Real world use?

Started by vito_corleone, January 03, 2015, 11:23:48 PM

Previous topic - Next topic

vito_corleone

Anyone currently deploying some type of SDN (ACI, NSX, ODL, etc, etc) in production? I'm seeing some people playing with stuff in the lab, but no production deployments yet.

wintermute000

#1
Sad to say, I've not seen one non-lab instance of true SDN deployment here in Australia (mid-large enterprise market, my team alone runs 20+ customer environments for large orgs). By true, I mean software defined control plane, not deploying virtual appliances and/or scripting no matter how complex.

If you're talking NFV, I've done quite a few PFsense deployments and re-engineered one of my private customers to an exclusively pfsense + private VLAN hosting architecture (vs his previous unholy mismash of NAT / FW rules overlaid with VTI IPSEC tunnels... eek). I also deployed such a topology @ my old ISP as a quick and dirty enterprise IaaS stack (i.e. here's a pfsense, here's a vlan, here's tools to spin up your VMs within your private VLAN, go nuts). I'm seeing increasing acceptance of NFV with every vendor and his dog virtualising everything from WAN accelerators to WLCs. I think this is where the low hanging fruit is as its easier to migrate, can be done piecemeal (router by router, device by device etc.) and is conceptually easier to explain to mgt (though it really complicates your L2 diagrams and you better have good relationships with the vmware teams!!!).

Its getting to the point where I'm almost inclined to (if I were in charge) deploy a NFV only 2x host 2x vcenter 2x SAN 'dual layer collapsed edge' cluster within the DC where all the network appliances can be hosted in a nice redundant, separate topology from the 'client' servers/vcenters. Turn up the MTU and run anything from Q-in-Q to full MPLS into the prod environments - I'd do something like have CSRs or Vyattas as the inside WAN layer and Juniper Fireflies vSRXs on the outside - though having said that I haven't seen the numbers on switching performance on a large scale NFV. I'd still leave the core switching on ASICs for now so really it should only be WAN traffic (internal or external) relying on software routing. If this was a SP or hosting environment you could run MPLS straight to the CSRs and break the customer VRFs directly into virtual, i'd love to stand up such an environment.

Having your R&S dependent upon virtual appliances raises interesting and complex questions re: redundancy and behaviour in any combination of hw/sw/vm-stack failures or changes, hence my idea of dedicating a cluster to virtual R&S (no different really from the idea of having separate distinct vcenter servers or a separate ESXi cluster for vcenter/mgt only). Coming from a SP design background I don't like the idea of a host/client layer issue or failure or change (i.e. Vsphere host environment) affecting the underlying R&S that the entire VLAN or subnet hangs off.

I have started reading Ivan P's free books on ipspace.net re: openflow / overlay DC networks and I would love to get a shot at NSX. The whole idea of tunnels everywhere for control plane traffic kind of scares me + the very good scaling issues that are raised (eek too much multicasting lol).

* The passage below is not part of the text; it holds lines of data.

// ============================================================
// Layer 4 — Minibatch Schedule
// ============================================================
// Trees are processed one at a time (each has its own graph
// shape), so a "batch" is a count of examples whose gradients
// have been accumulated, not a stacked tensor.
//
//   record_example() after every tree
//   → true once `batch_size` examples are pending
//   → the caller applies one optimizer update and the
//     counter starts again
//
// The counter is never reset at epoch boundaries: a partial
// batch left at the end of an epoch is carried into the next
// epoch's first update.
//
// Example: batch_size = 4, 10 examples per epoch
//   epoch 1 → updates after examples 4 and 8, 2 left pending
//   epoch 2 → first update after its 2nd example

/// Counts pending examples and says when to update.
#[derive(Debug, Clone)]
pub struct MinibatchSchedule {
    batch_size: usize,
    pending:    usize,
    updates:    usize,
}

impl MinibatchSchedule {
    /// `batch_size` must be at least 1 (validated by TrainConfig).
    pub fn new(batch_size: usize) -> Self {
        Self { batch_size: batch_size.max(1), pending: 0, updates: 0 }
    }

    /// Register one processed example. Returns true when an
    /// update is due; the pending count is reset at that point.
    pub fn record_example(&mut self) -> bool {
        self.pending += 1;
        if self.pending == self.batch_size {
            self.pending = 0;
            self.updates += 1;
            true
        } else {
            false
        }
    }

    /// Gradient scale for each example of a batch.
    pub fn scale(&self) -> f64 {
        1.0 / self.batch_size as f64
    }

    /// Examples accumulated since the last update.
    pub fn pending(&self) -> usize {
        self.pending
    }

    /// Updates triggered so far.
    pub fn updates(&self) -> usize {
        self.updates
    }
}

// ─── Unit Tests ───────────────────────────────────────────────────────────────
#[cfg(test)]
mod tests {
    use super::*;

    fn run_epoch(schedule: &mut MinibatchSchedule, examples: usize) -> Vec<usize> {
        (1..=examples)
            .filter(|_| schedule.record_example())
            .collect()
    }

    #[test]
    fn test_partial_batch_carries_into_next_epoch() {
        let mut schedule = MinibatchSchedule::new(4);

        assert_eq!(run_epoch(&mut schedule, 10), vec![4, 8]);
        assert_eq!(schedule.pending(), 2);
        assert_eq!(schedule.updates(), 2);

        // Two examples were carried over, so the first update of
        // epoch 2 lands on its second example
        assert_eq!(run_epoch(&mut schedule, 10), vec![2, 6, 10]);
        assert_eq!(schedule.pending(), 0);
        assert_eq!(schedule.updates(), 5);
    }

    #[test]
    fn test_batch_size_one_updates_every_example() {
        let mut schedule = MinibatchSchedule::new(1);
        assert_eq!(run_epoch(&mut schedule, 3), vec![1, 2, 3]);
        assert_eq!(schedule.scale(), 1.0);
    }

    #[test]
    fn test_scale_is_inverse_batch_size() {
        let schedule = MinibatchSchedule::new(4);
        assert_eq!(schedule.scale(), 0.25);
    }
}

Rambling now but heck i need out of my current ops gig and back into solutions/design lol

deanwebb

We've had mention of SDN, and always the response, "What if the SDN controller screws up on the routing to and from itself? The whole network goes down, right?" This being from a school that says hardware eventually breaks and software eventually works, which is firmly planted in our R&S group.

Coming at it from a security side, though, I see that as a big push for SDN, along with our application teams. The app guys are tired of tying access to host names or IP addresses and the security guys are tired of opening and closing firewall ports as the app access needs change over time. Tie the access to an app to an Active Directory account, and now nobody cares where the guy is located, he's getting access to his apps.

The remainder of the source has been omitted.